* _Task requirements_
Beneath this instruction is a listing; print exactly the lines in it starting at the line that contains "pub(crate) fn first_duplicate(names: &[String])" and going through the line that contains "pub struct DistinctFraction;".

* _Supplied records_
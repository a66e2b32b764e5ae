//! Two-phase column-aware adapters.
//!
//! An estimator holds configuration only. Fitting it on a [`Table`] yields a
//! separate fitted transformer that owns everything learned from that table,
//! so a transformer can never be applied before it was fitted.

use std::collections::HashSet;

use crate::{
    error::{Error, Result},
    table::Table,
};

pub mod column_dropper;
pub mod column_selector;
pub mod column_transformer;
pub mod date_coercion;
pub mod imputer;
pub mod one_hot_encoder;
pub mod replacer;
pub mod standard_scaler;

pub trait Estimate {
    type Output: Transform;

    /// Fits a transformer from the examples,
    /// so that you can use this transformer to transform another table.
    fn fit(&self, examples: &Table) -> Result<Self::Output>;

    /// Fits a transformer from the examples and then transforms them.
    fn fit_transform(&self, examples: &Table) -> Result<(Self::Output, Table)> {
        let transformer = self.fit(examples)?;
        let transformed = transformer.transform(examples)?;
        Ok((transformer, transformed))
    }
}

pub trait Transform: core::fmt::Debug {
    fn transform(&self, table: &Table) -> Result<Table>;

    /// Names of the columns [`Transform::transform`] produces.
    fn feature_names_out(&self) -> &[String];
}
impl<T: Transform + ?Sized> Transform for Box<T> {
    fn transform(&self, table: &Table) -> Result<Table> {
        (**self).transform(table)
    }

    fn feature_names_out(&self) -> &[String] {
        (**self).feature_names_out()
    }
}

/// Object-safe form of [`Estimate`] so that steps of different types can share
/// one collection.
pub trait DynEstimate: core::fmt::Debug {
    fn fit_dyn(&self, examples: &Table) -> Result<Box<dyn Transform>>;
}
impl<E> DynEstimate for E
where
    E: Estimate + core::fmt::Debug,
    E::Output: 'static,
{
    fn fit_dyn(&self, examples: &Table) -> Result<Box<dyn Transform>> {
        let transformer = self.fit(examples)?;
        Ok(Box::new(transformer))
    }
}

pub trait TableExt {
    fn fit<E: Estimate>(&self, estimator: &E) -> Result<E::Output>;

    fn transform_by<T: Transform>(&self, transformer: &T) -> Result<Table>;

    fn fit_transform<E: Estimate>(&self, estimator: &E) -> Result<(E::Output, Table)>;
}
impl TableExt for Table {
    fn fit<E: Estimate>(&self, estimator: &E) -> Result<E::Output> {
        estimator.fit(self)
    }

    fn transform_by<T: Transform>(&self, transformer: &T) -> Result<Table> {
        transformer.transform(self)
    }

    fn fit_transform<E: Estimate>(&self, estimator: &E) -> Result<(E::Output, Table)> {
        estimator.fit_transform(self)
    }
}

/// Rejects a table whose columns differ from the fit-time columns in names or
/// order.
pub fn check_schema(expected: &[String], table: &Table) -> Result<()> {
    if table.column_names() == expected {
        return Ok(());
    }
    Err(Error::SchemaMismatch {
        expected: expected.to_vec(),
        actual: table.column_names().to_vec(),
    })
}

/// The first name that occurs twice.
pub(crate) fn first_duplicate(names: &[String]) -> Option<&str> {
    let mut seen = HashSet::new();
    names
        .iter()
        .map(String::as_str)
        .find(|x| !seen.insert(*x))
}
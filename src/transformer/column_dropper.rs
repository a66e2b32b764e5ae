use getset::Getters;
use serde::{Deserialize, Serialize};
use tracing::debug;

use crate::{
    error::{Error, Result},
    statistics::fraction,
    table::{Column, Table},
};

use super::{check_schema, Estimate, Transform};

/// Per-column scalar that decides whether a column is kept.
pub trait ColumnStatistic {
    fn compute(&self, column: &Column, n_rows: usize) -> f64;
}

/// Fraction of missing cells.
#[derive(Debug, Clone, Copy, Default)]
pub struct MissingFraction;
impl ColumnStatistic for MissingFraction {
    fn compute(&self, column: &Column, n_rows: usize) -> f64 {
        fraction(column.missing_count(), n_rows)
    }
}

/// Fraction of distinct present values.
#[derive(Debug, Clone, Copy, Default)]
pub struct DistinctFraction;
impl ColumnStatistic for DistinctFraction {
    fn compute(&self, column: &Column, n_rows: usize) -> f64 {
        fraction(column.distinct_count(), n_rows)
    }
}

/// Date columns whose cardinality says nothing about their usefulness.
pub const DEFAULT_CARDINALITY_EXCLUDE: [&str; 2] = ["incident_date", "policy_bind_date"];

/// Keeps a column iff it is excluded or its statistic is strictly below the
/// threshold.
#[derive(Debug, Clone)]
pub struct ColumnDroppingEstimator<S> {
    statistic: S,
    threshold: f64,
    exclude: Vec<String>,
}
impl<S> ColumnDroppingEstimator<S> {
    /// # Error
    ///
    /// Return [`Error::InvalidParameter`] if `threshold` is not in `[0, 1]`
    pub fn new(statistic: S, threshold: f64) -> Result<Self> {
        if !(0.0..=1.0).contains(&threshold) {
            return Err(Error::InvalidParameter(format!(
                "threshold must be in [0, 1], got {threshold}"
            )));
        }
        Ok(Self {
            statistic,
            threshold,
            exclude: vec![],
        })
    }

    #[must_use]
    pub fn with_exclude<I, N>(mut self, exclude: I) -> Self
    where
        I: IntoIterator<Item = N>,
        N: Into<String>,
    {
        self.exclude = exclude.into_iter().map(Into::into).collect();
        self
    }

    pub fn threshold(&self) -> f64 {
        self.threshold
    }
}

pub type NanColumnsDropper = ColumnDroppingEstimator<MissingFraction>;
impl NanColumnsDropper {
    pub fn nan(threshold: f64) -> Result<Self> {
        Self::new(MissingFraction, threshold)
    }
}
impl Default for NanColumnsDropper {
    fn default() -> Self {
        Self {
            statistic: MissingFraction,
            threshold: 0.4,
            exclude: vec![],
        }
    }
}

pub type HighCardinalityDropper = ColumnDroppingEstimator<DistinctFraction>;
impl HighCardinalityDropper {
    /// Excludes [`DEFAULT_CARDINALITY_EXCLUDE`] unless replaced with
    /// [`ColumnDroppingEstimator::with_exclude`].
    pub fn cardinality(threshold: f64) -> Result<Self> {
        Ok(Self::new(DistinctFraction, threshold)?.with_exclude(DEFAULT_CARDINALITY_EXCLUDE))
    }
}
impl Default for HighCardinalityDropper {
    fn default() -> Self {
        Self {
            statistic: DistinctFraction,
            threshold: 0.9,
            exclude: vec![],
        }
        .with_exclude(DEFAULT_CARDINALITY_EXCLUDE)
    }
}

impl<S> Estimate for ColumnDroppingEstimator<S>
where
    S: ColumnStatistic,
{
    type Output = ColumnDropper;

    fn fit(&self, examples: &Table) -> Result<Self::Output> {
        let n_rows = examples.n_rows();
        let mut statistics = vec![];
        let mut retained_columns = vec![];
        let mut dropped_columns = vec![];
        for (name, column) in examples.iter() {
            let statistic = self.statistic.compute(column, n_rows);
            let excluded = self.exclude.iter().any(|x| x == name);
            if excluded || statistic < self.threshold {
                retained_columns.push(name.to_string());
            } else {
                dropped_columns.push(name.to_string());
            }
            statistics.push((name.to_string(), statistic));
        }
        debug!(
            threshold = self.threshold,
            ?dropped_columns,
            "fitted column dropper"
        );
        Ok(ColumnDropper {
            column_names: examples.column_names().to_vec(),
            retained_columns,
            dropped_columns,
            statistics,
        })
    }
}

#[derive(Debug, Clone, PartialEq, Serialize, Deserialize, Getters)]
pub struct ColumnDropper {
    column_names: Vec<String>,
    /// Kept columns in their original order.
    #[getset(get = "pub")]
    retained_columns: Vec<String>,
    #[getset(get = "pub")]
    dropped_columns: Vec<String>,
    /// Fit-time statistic of every column.
    #[getset(get = "pub")]
    statistics: Vec<(String, f64)>,
}
impl Transform for ColumnDropper {
    fn transform(&self, table: &Table) -> Result<Table> {
        check_schema(&self.column_names, table)?;
        table.select(&self.retained_columns)
    }

    fn feature_names_out(&self) -> &[String] {
        &self.retained_columns
    }
}
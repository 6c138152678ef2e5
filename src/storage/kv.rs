//! Key-value store abstraction
//!
//! The study core persists through a plain get/set/remove interface keyed by
//! strings. There are no transactional guarantees: a `set` overwrites the
//! previous value and a `remove` of a missing key is not an error.

use std::collections::HashMap;

use thiserror::Error;

#[derive(Error, Debug)]
pub enum StoreError {
    #[error("IO error: {0}")]
    Io(#[from] std::io::Error),

    #[error("Data directory not found")]
    DataDirNotFound,

    #[error("Invalid key: {0:?}")]
    InvalidKey(String),
}

pub type Result<T> = std::result::Result<T, StoreError>;

/// Load/save interface supplied by the surrounding application
pub trait KeyValueStore {
    /// Read the value stored under `key`, if any
    fn get(&self, key: &str) -> Result<Option<String>>;

    /// Store `value` under `key`, replacing any previous value
    fn set(&mut self, key: &str, value: &str) -> Result<()>;

    /// Remove `key`; missing keys are ignored
    fn remove(&mut self, key: &str) -> Result<()>;
}

/// In-memory store, used by tests and when embedding without a data directory
#[derive(Debug, Default, Clone)]
pub struct MemoryStore {
    entries: HashMap<String, String>,
}

impl MemoryStore {
    pub fn new() -> Self {
        Self::default()
    }

    pub fn len(&self) -> usize {
        self.entries.len()
    }

    pub fn is_empty(&self) -> bool {
        self.entries.is_empty()
    }
}

impl KeyValueStore for MemoryStore {
    fn get(&self, key: &str) -> Result<Option<String>> {
        Ok(self.entries.get(key).cloned())
    }

    fn set(&mut self, key: &str, value: &str) -> Result<()> {
        self.entries.insert(key.to_string(), value.to_string());
        Ok(())
    }

    fn remove(&mut self, key: &str) -> Result<()> {
        self.entries.remove(key);
        Ok(())
    }
}

impl<S: KeyValueStore + ?Sized> KeyValueStore for &mut S {
    fn get(&self, key: &str) -> Result<Option<String>> {
        (**self).get(key)
    }

    fn set(&mut self, key: &str, value: &str) -> Result<()> {
        (**self).set(key, value)
    }

    fn remove(&mut self, key: &str) -> Result<()> {
        (**self).remove(key)
    }
}

#[cfg(test)]
mod tests {
    use super::*;

    #[test]
    fn test_memory_store_set_get_remove() {
        let mut store = MemoryStore::new();
        assert_eq!(store.get("a").unwrap(), None);

        store.set("a", "1").unwrap();
        store.set("a", "2").unwrap();
        assert_eq!(store.get("a").unwrap().as_deref(), Some("2"));
        assert_eq!(store.len(), 1);

        store.remove("a").unwrap();
        store.remove("a").unwrap();
        assert!(store.is_empty());
    }
}
use anyhow::Result;
use chrono::NaiveDate;

use crate::app::App;
use crate::render::terminal::{paint, schedule_label, short_id, Color};
use crate::OutputFormat;

pub fn run(app: &App, as_of: NaiveDate, format: &OutputFormat, use_color: bool) -> Result<()> {
    let due = app.repo.get_due(as_of);

    match format {
        OutputFormat::Json => {
            println!("{}", serde_json::to_string_pretty(&due)?);
        }
        OutputFormat::Plain => {
            if due.is_empty() {
                println!("Nothing due on {}.", as_of);
                return Ok(());
            }

            for card in &due {
                let note_title = app
                    .repo
                    .owner_of(&card.id)
                    .map(|n| n.title.as_str())
                    .unwrap_or("?");
                println!(
                    "{} {}  {}",
                    paint(short_id(&card.id), Color::GRAY, use_color),
                    card.question,
                    schedule_label(card, as_of, use_color)
                );
                println!("         {}", paint(note_title, Color::GRAY, use_color));
            }

            println!("\n{} cards due on {}", due.len(), as_of);
        }
    }

    Ok(())
}
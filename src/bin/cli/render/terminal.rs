use chrono::NaiveDate;

use engilife_lib::flashcards::algorithm::format_interval;
use engilife_lib::flashcards::Flashcard;

/// ANSI color codes
pub struct Color;

impl Color {
    pub const RESET: &str = "\x1b[0m";
    pub const BOLD: &str = "\x1b[1m";
    pub const RED: &str = "\x1b[31m";
    pub const GREEN: &str = "\x1b[32m";
    pub const YELLOW: &str = "\x1b[33m";
    pub const CYAN: &str = "\x1b[36m";
    pub const GRAY: &str = "\x1b[90m";
}

/// Wrap text in a color when colors are enabled
pub fn paint(text: &str, color: &str, use_color: bool) -> String {
    if use_color {
        format!("{}{}{}", color, text, Color::RESET)
    } else {
        text.to_string()
    }
}

/// Short id for listings
pub fn short_id(id: &str) -> &str {
    id.get(..8).unwrap_or(id)
}

/// One-line schedule summary for a card
pub fn schedule_label(card: &Flashcard, as_of: NaiveDate, use_color: bool) -> String {
    let label = match (card.due_date(), card.interval()) {
        (Some(due), Some(interval)) => {
            let overdue = (as_of - due).num_days();
            let when = match overdue {
                d if d > 0 => paint(&format!("overdue {}d", d), Color::RED, use_color),
                0 => paint("due", Color::YELLOW, use_color),
                d => paint(&format!("in {}d", -d), Color::GRAY, use_color),
            };
            format!("{} (every {}, {} reviews)", when, format_interval(interval), card.reviews())
        }
        _ => paint("new", Color::CYAN, use_color),
    };

    if card.mastered {
        format!("{} {}", label, paint("[mastered]", Color::GREEN, use_color))
    } else {
        label
    }
}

* _Solution to this problem_
pub(crate) fn first_duplicate(names: &[String]) -> Option<&str> {
    let mut seen = HashSet::new();
    names
        .iter()
        .map(String::as_str)
        .find(|x| !seen.insert(*x))
}
filename src/transformer/column_dropper.rs
repository a66e2b32b764e5ae
use getset::Getters;
use serde::{Deserialize, Serialize};
use tracing::debug;

use crate::{
    error::{Error, Result},
    statistics::fraction,
    table::{Column, Table},
};

use super::{check_schema, Estimate, Transform};

/// Per-column scalar that decides whether a column is kept.
pub trait ColumnStatistic {
    fn compute(&self, column: &Column, n_rows: usize) -> f64;
}

/// Fraction of missing cells.
#[derive(Debug, Clone, Copy, Default)]
pub struct MissingFraction;
impl ColumnStatistic for MissingFraction {
    fn compute(&self, column: &Column, n_rows: usize) -> f64 {
        fraction(column.missing_count(), n_rows)
    }
}

/// Fraction of distinct present values.
#[derive(Debug, Clone, Copy, Default)]
pub struct DistinctFraction;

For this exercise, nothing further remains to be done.